Wednesday, March 18, 2009

In Memory...

There are many ways I could describe Lacy Jordan Layton. To me, she was someone who could make absolutely anyone cheer up just by being in the room with you. Her smile and vibrant personailty were that amazing. Lacy was the very best friend that Emily had. I always hate being away from my family and not being able to be there if something happens, right then, but it always helped knowing that Lacy was there for Emily if anything happened.

A month ago yesterday, my cousin lost her grandparents. Lacy and I were there for her the entire time. During the funeral, Emily sat with the family and Lacy and I, we sat together. It is very hard knowing that tomorrow I will be at another funeral and she will be there, but not right beside me, holding on to my arm crying along with me. Instead she will be looking down on us all, safe in Heaven.

I may not be as close to her as she was to other people, but I do consider her my best friend. We told each other that we were each other's best friend from (insert town we live in here). We have not gotten to spend a lot of time together these past few months but I really hope she knows that I love her. I am grateful for being able to have her in my life. Lacy truly is an amazing person.

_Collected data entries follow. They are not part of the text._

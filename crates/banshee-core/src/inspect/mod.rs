//! Read-only views over an existing generated project

pub mod info;
pub mod modules;

pub use info::{read_project_info, PackageManifest, ProjectInfo};
pub use modules::{list_modules, ModuleEntry};
//! npm dependency installation

use crate::error::ScaffoldError;
use anyhow::{Context, Result};
use std::path::Path;
use tokio::process::Command;

/// Version of the npm binary on PATH, if any
pub fn npm_version() -> Option<String> {
    std::process::Command::new("npm")
        .arg("--version")
        .output()
        .ok()
        .and_then(|output| {
            if output.status.success() {
                String::from_utf8(output.stdout)
                    .ok()
                    .map(|s| s.trim().to_string())
            } else {
                None
            }
        })
}

/// Run `npm install` in `dir` with output captured.
///
/// A non-zero exit comes back as a typed error carrying the exit code,
/// with npm's stderr attached as context.
pub async fn install_dependencies(dir: &Path) -> Result<()> {
    let output = Command::new("npm")
        .arg("install")
        .current_dir(dir)
        .output()
        .await
        .with_context(|| format!("Failed to run npm install in {}", dir.display()))?;

    if !output.status.success() {
        let stderr = String::from_utf8_lossy(&output.stderr);
        let code = output.status.code().unwrap_or(-1);
        return Err(ScaffoldError::InstallFailed { code })
            .with_context(|| format!("npm install reported:\n{}", stderr.trim()));
    }

    Ok(())
}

I really do not understand why this had to happen. I never will. Maybe it is better that way. Maybe it is better if I don't know. I know she is in a much, much better place than we are. In a way I feel selfish, wanting her here with us. We were all hoping for a miracle, and maybe what we got was a miracle. She never has to suffer and she is happy.

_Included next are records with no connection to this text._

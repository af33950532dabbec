//! Full project plan assembly

use super::config::{Navigation, ScaffoldConfig, StateManagement};
use super::manifest;
use super::plan::GenerationPlan;
use super::templates;
use anyhow::Result;

/// Directories every project starts with, in creation order
const PROJECT_DIRECTORIES: &[&str] = &[
    "app",
    "src/components",
    "src/screens",
    "src/modules",
    "src/utils",
    "src/services",
    "src/constants",
    "src/types",
    "src/hooks",
    "src/assets",
    "src/store",
];

/// Folders that get an empty barrel index.ts
const INDEX_FOLDERS: &[&str] = &[
    "src/components",
    "src/screens",
    "src/utils",
    "src/services",
    "src/constants",
    "src/types",
    "src/hooks",
];

/// Compute the ordered operation list for a fresh project.
///
/// Pure: never touches the filesystem. Op order matches the order the
/// generated tree is laid down.
pub fn plan_project(config: &ScaffoldConfig, project_name: &str) -> Result<GenerationPlan> {
    let mut plan = GenerationPlan::new();

    for dir in PROJECT_DIRECTORIES {
        plan.push_dir(*dir);
    }
    plan.push_file("src/modules/.gitkeep", "");
    plan.push_file("src/assets/.gitkeep", "");

    plan.push_file(
        "package.json",
        manifest::render_package_json(config, project_name)?,
    );
    plan.push_file("tsconfig.json", manifest::render_tsconfig()?);
    plan.push_file("app.json", manifest::render_app_json(project_name)?);

    plan.push_file(".gitignore", templates::GITIGNORE.trim());
    plan.push_file(".eslintrc.js", templates::ESLINTRC);
    plan.push_file(".prettierrc", manifest::render_prettierrc()?);
    plan.push_file(".prettierignore", templates::PRETTIERIGNORE.trim());

    match config.navigation {
        Navigation::ExpoRouter => {
            plan.push_file("app/_layout.tsx", templates::LAYOUT_EXPO_ROUTER);
            plan.push_file("app/index.tsx", templates::HOME_SCREEN);
        }
        Navigation::ReactNavigation => {
            plan.push_file("app/_layout.tsx", templates::LAYOUT_REACT_NAVIGATION);
        }
    }

    for folder in INDEX_FOLDERS {
        plan.push_file(format!("{}/index.ts", folder), "");
    }

    plan.push_file("src/services/api.ts", templates::API_CLIENT);

    if config.include_query_cache {
        // Written twice around the directory op; the second write overwrites
        // with identical content.
        plan.push_file("src/config/queryClient.ts", templates::QUERY_CLIENT);
        plan.push_dir("src/config");
        plan.push_file("src/config/queryClient.ts", templates::QUERY_CLIENT);
    }

    match config.state_management {
        StateManagement::ReduxToolkit => {
            plan.push_file("src/store/authSlice.ts", templates::AUTH_SLICE);
            plan.push_file("src/store/store.ts", templates::REDUX_STORE);
            plan.push_file("src/store/hooks.ts", templates::REDUX_HOOKS);
            plan.push_file("src/store/index.ts", templates::REDUX_INDEX);
        }
        StateManagement::Zustand => {
            plan.push_file("src/store/authStore.ts", templates::AUTH_STORE);
            plan.push_file("src/store/index.ts", templates::ZUSTAND_INDEX);
        }
        StateManagement::None => {}
    }

    Ok(plan)
}

#[cfg(test)]
mod tests {
    use super::*;
    use std::path::Path;

    fn all_configs() -> Vec<ScaffoldConfig> {
        let mut configs = Vec::new();
        for navigation in [Navigation::ExpoRouter, Navigation::ReactNavigation] {
            for state_management in [
                StateManagement::ReduxToolkit,
                StateManagement::Zustand,
                StateManagement::None,
            ] {
                for include_query_cache in [true, false] {
                    configs.push(ScaffoldConfig {
                        navigation,
                        state_management,
                        include_query_cache,
                    });
                }
            }
        }
        configs
    }

    #[test]
    fn test_directory_set_per_config() {
        for config in all_configs() {
            let plan = plan_project(&config, "demo").unwrap();
            let dirs = plan.dir_paths();

            for dir in PROJECT_DIRECTORIES {
                assert!(dirs.contains(&Path::new(dir)), "missing {}", dir);
            }
            assert_eq!(
                dirs.contains(&Path::new("src/config")),
                config.include_query_cache
            );
            let expected = PROJECT_DIRECTORIES.len() + usize::from(config.include_query_cache);
            assert_eq!(dirs.len(), expected);
        }
    }

    #[test]
    fn test_home_screen_only_for_expo_router() {
        for config in all_configs() {
            let plan = plan_project(&config, "demo").unwrap();
            let files = plan.file_paths();

            let has_home = files.contains(&Path::new("app/index.tsx"));
            assert_eq!(has_home, config.navigation == Navigation::ExpoRouter);
            assert!(files.contains(&Path::new("app/_layout.tsx")));

            let layout = plan.file_content("app/_layout.tsx").unwrap();
            match config.navigation {
                Navigation::ExpoRouter => assert!(layout.contains("from 'expo-router'")),
                Navigation::ReactNavigation => {
                    assert!(layout.contains("NavigationContainer"))
                }
            }
        }
    }

    #[test]
    fn test_store_files_per_state_choice() {
        for config in all_configs() {
            let plan = plan_project(&config, "demo").unwrap();
            let files = plan.file_paths();

            let redux = config.state_management == StateManagement::ReduxToolkit;
            let zustand = config.state_management == StateManagement::Zustand;
            assert_eq!(files.contains(&Path::new("src/store/authSlice.ts")), redux);
            assert_eq!(files.contains(&Path::new("src/store/store.ts")), redux);
            assert_eq!(files.contains(&Path::new("src/store/hooks.ts")), redux);
            assert_eq!(files.contains(&Path::new("src/store/authStore.ts")), zustand);
            assert_eq!(
                files.contains(&Path::new("src/store/index.ts")),
                redux || zustand
            );
        }
    }

    #[test]
    fn test_query_client_written_twice_when_opted_in() {
        let plan = plan_project(&ScaffoldConfig::default(), "demo").unwrap();
        let count = plan
            .file_paths()
            .iter()
            .filter(|p| **p == Path::new("src/config/queryClient.ts"))
            .count();
        assert_eq!(count, 2);

        let opted_out = ScaffoldConfig {
            include_query_cache: false,
            ..ScaffoldConfig::default()
        };
        let plan = plan_project(&opted_out, "demo").unwrap();
        assert!(!plan
            .file_paths()
            .contains(&Path::new("src/config/queryClient.ts")));
    }

    #[test]
    fn test_fixed_files_always_present() {
        for config in all_configs() {
            let plan = plan_project(&config, "demo").unwrap();
            let files = plan.file_paths();

            for path in [
                "src/modules/.gitkeep",
                "src/assets/.gitkeep",
                "package.json",
                "tsconfig.json",
                "app.json",
                ".gitignore",
                ".eslintrc.js",
                ".prettierrc",
                ".prettierignore",
                "src/services/api.ts",
            ] {
                assert!(files.contains(&Path::new(path)), "missing {}", path);
            }
            for folder in INDEX_FOLDERS {
                let index = format!("{}/index.ts", folder);
                assert!(files.contains(&Path::new(&index)), "missing {}", index);
            }
        }
    }

    #[test]
    fn test_ignore_files_have_no_trailing_newline() {
        let plan = plan_project(&ScaffoldConfig::default(), "demo").unwrap();

        let gitignore = plan.file_content(".gitignore").unwrap();
        assert!(gitignore.starts_with("node_modules/"));
        assert!(!gitignore.ends_with('\n'));

        let prettierignore = plan.file_content(".prettierignore").unwrap();
        assert!(!prettierignore.ends_with('\n'));
    }

    #[test]
    fn test_store_index_reexports_per_choice() {
        let redux = ScaffoldConfig::default();
        let plan = plan_project(&redux, "demo").unwrap();
        assert_eq!(
            plan.file_content("src/store/index.ts").unwrap(),
            "export * from './store';\nexport * from './hooks';\nexport * from './authSlice';"
        );

        let zustand = ScaffoldConfig {
            state_management: StateManagement::Zustand,
            ..ScaffoldConfig::default()
        };
        let plan = plan_project(&zustand, "demo").unwrap();
        assert_eq!(
            plan.file_content("src/store/index.ts").unwrap(),
            "export * from './authStore';"
        );
    }
}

Tomorrow will be an extremely hard day for many people. Lacy was close to so many and had an impact on the lives of everyone that she came in contact with. She will NEVER be forgotten. None of us will ever allow that to happen.

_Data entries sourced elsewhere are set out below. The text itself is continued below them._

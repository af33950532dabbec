//! Rendered JSON manifests for generated projects
//!
//! Rendering matches the byte-level surface of the generated files: 2-space
//! pretty printing, insertion-ordered keys, no trailing newline.

use super::config::ScaffoldConfig;
use super::deps;
use anyhow::Result;
use serde_json::{json, Map, Value};

pub fn render_package_json(config: &ScaffoldConfig, project_name: &str) -> Result<String> {
    let mut dependencies = Map::new();
    for (name, version) in deps::dependencies(config) {
        dependencies.insert(name.to_string(), Value::String(version.to_string()));
    }

    let mut dev_dependencies = Map::new();
    for (name, version) in deps::dev_dependencies() {
        dev_dependencies.insert(name.to_string(), Value::String(version.to_string()));
    }

    let manifest = json!({
        "name": project_name,
        "version": "1.0.0",
        "main": "expo-router/entry",
        "scripts": {
            "start": "expo start",
            "android": "expo start --android",
            "ios": "expo start --ios",
            "web": "expo start --web",
            "lint": "eslint .",
            "lint:fix": "eslint . --fix",
            "format": "prettier --write \"**/*.{js,jsx,ts,tsx,json,md}\"",
            "format:check": "prettier --check \"**/*.{js,jsx,ts,tsx,json,md}\"",
        },
        "dependencies": dependencies,
        "devDependencies": dev_dependencies,
        "private": true,
    });

    Ok(serde_json::to_string_pretty(&manifest)?)
}

pub fn render_tsconfig() -> Result<String> {
    let manifest = json!({
        "extends": "expo/tsconfig.base",
        "compilerOptions": {
            "strict": true,
            "baseUrl": ".",
            "paths": {
                "@/*": ["src/*"],
                "@components/*": ["src/components/*"],
                "@screens/*": ["src/screens/*"],
                "@modules/*": ["src/modules/*"],
                "@utils/*": ["src/utils/*"],
                "@services/*": ["src/services/*"],
                "@constants/*": ["src/constants/*"],
                "@types/*": ["src/types/*"],
                "@hooks/*": ["src/hooks/*"],
                "@assets/*": ["src/assets/*"],
                "@store/*": ["src/store/*"],
            },
        },
    });

    Ok(serde_json::to_string_pretty(&manifest)?)
}

pub fn render_app_json(project_name: &str) -> Result<String> {
    let manifest = json!({
        "expo": {
            "name": project_name,
            "slug": project_name,
            "version": "1.0.0",
            "orientation": "portrait",
            "icon": "./src/assets/icon.png",
            "userInterfaceStyle": "light",
            "splash": {
                "image": "./src/assets/splash.png",
                "resizeMode": "contain",
                "backgroundColor": "#ffffff",
            },
            "ios": {
                "supportsTablet": true,
            },
            "android": {
                "adaptiveIcon": {
                    "foregroundImage": "./src/assets/adaptive-icon.png",
                    "backgroundColor": "#ffffff",
                },
            },
            "web": {
                "favicon": "./src/assets/favicon.png",
            },
        },
    });

    Ok(serde_json::to_string_pretty(&manifest)?)
}

pub fn render_prettierrc() -> Result<String> {
    let manifest = json!({
        "semi": true,
        "trailingComma": "es5",
        "singleQuote": true,
        "printWidth": 100,
        "tabWidth": 2,
        "useTabs": false,
        "arrowParens": "always",
        "endOfLine": "lf",
    });

    Ok(serde_json::to_string_pretty(&manifest)?)
}

#[cfg(test)]
mod tests {
    use super::*;
    use crate::scaffold::config::{Navigation, StateManagement};

    #[test]
    fn test_package_json_key_order() {
        let rendered = render_package_json(&ScaffoldConfig::default(), "my-app").unwrap();

        let name_at = rendered.find("\"name\"").unwrap();
        let version_at = rendered.find("\"version\"").unwrap();
        let main_at = rendered.find("\"main\"").unwrap();
        let scripts_at = rendered.find("\"scripts\"").unwrap();
        let deps_at = rendered.find("\"dependencies\"").unwrap();
        let dev_deps_at = rendered.find("\"devDependencies\"").unwrap();
        let private_at = rendered.find("\"private\"").unwrap();

        assert!(name_at < version_at);
        assert!(version_at < main_at);
        assert!(main_at < scripts_at);
        assert!(scripts_at < deps_at);
        assert!(deps_at < dev_deps_at);
        assert!(dev_deps_at < private_at);
    }

    #[test]
    fn test_package_json_round_trips_with_expected_dependencies() {
        let config = ScaffoldConfig {
            navigation: Navigation::ReactNavigation,
            state_management: StateManagement::None,
            include_query_cache: false,
        };
        let rendered = render_package_json(&config, "demo").unwrap();
        let parsed: Value = serde_json::from_str(&rendered).unwrap();

        assert_eq!(parsed["name"], "demo");
        assert_eq!(parsed["main"], "expo-router/entry");
        assert_eq!(parsed["private"], true);
        assert_eq!(parsed["scripts"]["start"], "expo start");

        let deps = parsed["dependencies"].as_object().unwrap();
        assert!(deps.contains_key("@react-navigation/native"));
        assert!(!deps.contains_key("expo-router"));
        assert!(!deps.contains_key("zustand"));
        assert!(!deps.contains_key("@reduxjs/toolkit"));
        assert!(!deps.contains_key("@tanstack/react-query"));

        let dev_deps = parsed["devDependencies"].as_object().unwrap();
        assert_eq!(dev_deps.len(), 8);
        assert_eq!(dev_deps["typescript"], "^5.3.3");
    }

    #[test]
    fn test_rendered_json_shape() {
        let rendered = render_prettierrc().unwrap();
        assert!(rendered.starts_with("{\n  \"semi\": true,"));
        assert!(rendered.ends_with('}'));
        assert!(!rendered.ends_with('\n'));
    }

    #[test]
    fn test_tsconfig_lists_all_path_aliases() {
        let rendered = render_tsconfig().unwrap();
        let parsed: Value = serde_json::from_str(&rendered).unwrap();

        assert_eq!(parsed["extends"], "expo/tsconfig.base");
        assert_eq!(parsed["compilerOptions"]["strict"], true);
        let paths = parsed["compilerOptions"]["paths"].as_object().unwrap();
        assert_eq!(paths.len(), 11);
        assert_eq!(paths["@/*"][0], "src/*");
        assert_eq!(paths["@store/*"][0], "src/store/*");
    }

    #[test]
    fn test_app_json_embeds_project_name() {
        let rendered = render_app_json("demo").unwrap();
        let parsed: Value = serde_json::from_str(&rendered).unwrap();

        assert_eq!(parsed["expo"]["name"], "demo");
        assert_eq!(parsed["expo"]["slug"], "demo");
        assert_eq!(parsed["expo"]["ios"]["supportsTablet"], true);
        assert_eq!(
            parsed["expo"]["android"]["adaptiveIcon"]["backgroundColor"],
            "#ffffff"
        );
    }
}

Lacy will always live on. She was an organ donor and she was able to give someone the most amazing gift you can recieve: the gift of life. Although it was her time to go, she gave someone else a second chance.

Everyone, please tell people that you love them. Life should not be taken for granted. In the blink of an eye, it could be gone. Don't wait to tell someone that you love them, don't make yourself wonder if they know that you love them.

In loving memory of Lacy Jordan Layton.
She is our guardian angel.
<3

1 comment:

Anonymous said...

I'm so sorry for your loss, Lynn. There are just some things we won't understand this side of Heaven. Until then, we entrust those we love God's care, and look to the God of all comfort to bring us peace in times of trouble. Love you.